### Problem requirements
Return, word for word, only the lines of the data below that lie between the line with "fn device_error(path: &Path, message: &str, err: io::Error)" and the line with "if let Some(errno)", those two lines included.

### Available data
+ + + + +
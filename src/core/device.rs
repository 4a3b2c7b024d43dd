// Thin command gateway over the control device descriptor.
use std::fs::{File, OpenOptions};
use std::io;
use std::path::{Path, PathBuf};

use crate::core::error::{Error, ErrorKind};

#[derive(Debug)]
pub struct ControlDevice {
    file: File,
    path: PathBuf,
}

impl ControlDevice {
    pub fn open(path: impl AsRef<Path>) -> Result<Self, Error> {
        let path = path.as_ref();
        let file = OpenOptions::new()
            .read(true)
            .write(true)
            .open(path)
            .map_err(|err| device_error(path, "failed to open control device", err))?;
        Ok(Self {
            file,
            path: path.to_path_buf(),
        })
    }

    pub fn path(&self) -> &Path {
        &self.path
    }

    pub fn file(&self) -> &File {
        &self.file
    }

    /// Hand an opaque command buffer to the driver. The payload layout is
    /// owned by the caller; it is passed to the kernel unchanged.
    #[cfg(unix)]
    pub fn ioctl(&self, request: u64, payload: &mut [u8]) -> Result<i32, Error> {
        use std::os::fd::AsRawFd;
        let rc = unsafe {
            libc::ioctl(
                self.file.as_raw_fd(),
                request as _,
                payload.as_mut_ptr() as *mut libc::c_void,
            )
        };
        if rc < 0 {
            return Err(device_error(
                &self.path,
                "control device command failed",
                io::Error::last_os_error(),
            ));
        }
        Ok(rc)
    }
}

fn device_error(path: &Path, message: &str, err: io::Error) -> Error {
    let kind = match err.kind() {
        io::ErrorKind::NotFound => ErrorKind::NotFound,
        io::ErrorKind::PermissionDenied => ErrorKind::PermissionDenied,
        _ if err.raw_os_error().is_some() => ErrorKind::Os,
        _ => ErrorKind::Io,
    };
    let mut mapped = Error::new(kind).with_message(message).with_path(path);
    if let Some(errno) = err.raw_os_error() {
        mapped = mapped.with_errno(errno);
    }
    mapped.with_source(err)
}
+ + + + +
### Task solution
fn device_error(path: &Path, message: &str, err: io::Error) -> Error {
    let kind = match err.kind() {
        io::ErrorKind::NotFound => ErrorKind::NotFound,
        io::ErrorKind::PermissionDenied => ErrorKind::PermissionDenied,
        _ if err.raw_os_error().is_some() => ErrorKind::Os,
        _ => ErrorKind::Io,
    };
    let mut mapped = Error::new(kind).with_message(message).with_path(path);
    if let Some(errno) = err.raw_os_error() {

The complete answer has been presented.